Task prompt -> In your reply, write out each entry exactly as given.

Available records ->
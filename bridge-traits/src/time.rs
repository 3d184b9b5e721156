//! Time Abstraction
//!
//! Provides an injectable time source so cache timestamps stay deterministic
//! under test.

use chrono::{DateTime, Utc};

use crate::platform::PlatformSendSync;

/// Time source trait
///
/// Abstracts system time to enable deterministic testing. The offline cache
/// stamps `cached_at` from this source rather than reading the system clock
/// directly.
///
/// # Example
///
/// ```ignore
/// use bridge_traits::time::Clock;
///
/// fn stamp(clock: &dyn Clock) -> i64 {
///     clock.unix_timestamp_millis()
/// }
/// ```
pub trait Clock: PlatformSendSync {
    /// Get current UTC time
    fn now(&self) -> DateTime<Utc>;

    /// Get current Unix timestamp in seconds
    fn unix_timestamp(&self) -> i64 {
        self.now().timestamp()
    }

    /// Get current Unix timestamp in milliseconds
    fn unix_timestamp_millis(&self) -> i64 {
        self.now().timestamp_millis()
    }
}

/// System clock implementation using actual system time
#[derive(Debug, Clone)]
pub struct SystemClock;

impl Clock for SystemClock {
    fn now(&self) -> DateTime<Utc> {
        Utc::now()
    }
}

#[cfg(test)]
mod tests {
    use super::*;

    #[test]
    fn test_system_clock() {
        let clock = SystemClock;
        let now = clock.now();
        let millis = clock.unix_timestamp_millis();

        assert!(millis > 0);
        assert!(millis >= now.timestamp() * 1000);
    }
}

Result of this exercise ->
filename bridge-traits/src/time.rs
repository 3d184b9b5e721156
//! Time Abstraction
//!
//! Provides an injectable time source so cache timestamps stay deterministic
//! under test.

use chrono::{DateTime, Utc};

use crate::platform::PlatformSendSync;

/// Time source trait
///
/// Abstracts system time to enable deterministic testing. The offline cache
/// stamps `cached_at` from this source rather than reading the system clock
/// directly.
///
/// # Example
///
/// ```ignore
/// use bridge_traits::time::Clock;
///
/// fn stamp(clock: &dyn Clock) -> i64 {
///     clock.unix_timestamp_millis()
/// }
/// ```
pub trait Clock: PlatformSendSync {
    /// Get current UTC time
    fn now(&self) -> DateTime<Utc>;

    /// Get current Unix timestamp in seconds
    fn unix_timestamp(&self) -> i64 {
        self.now().timestamp()
    }

    /// Get current Unix timestamp in milliseconds
    fn unix_timestamp_millis(&self) -> i64 {
        self.now().timestamp_millis()
    }
}

/// System clock implementation using actual system time
#[derive(Debug, Clone)]
pub struct SystemClock;

impl Clock for SystemClock {
    fn now(&self) -> DateTime<Utc> {
        Utc::now()
    }
}

#[cfg(test)]
mod tests {
    use super::*;

    #[test]
    fn test_system_clock() {
        let clock = SystemClock;
        let now = clock.now();
        let millis = clock.unix_timestamp_millis();

        assert!(millis > 0);
        assert!(millis >= now.timestamp() * 1000);
    }
}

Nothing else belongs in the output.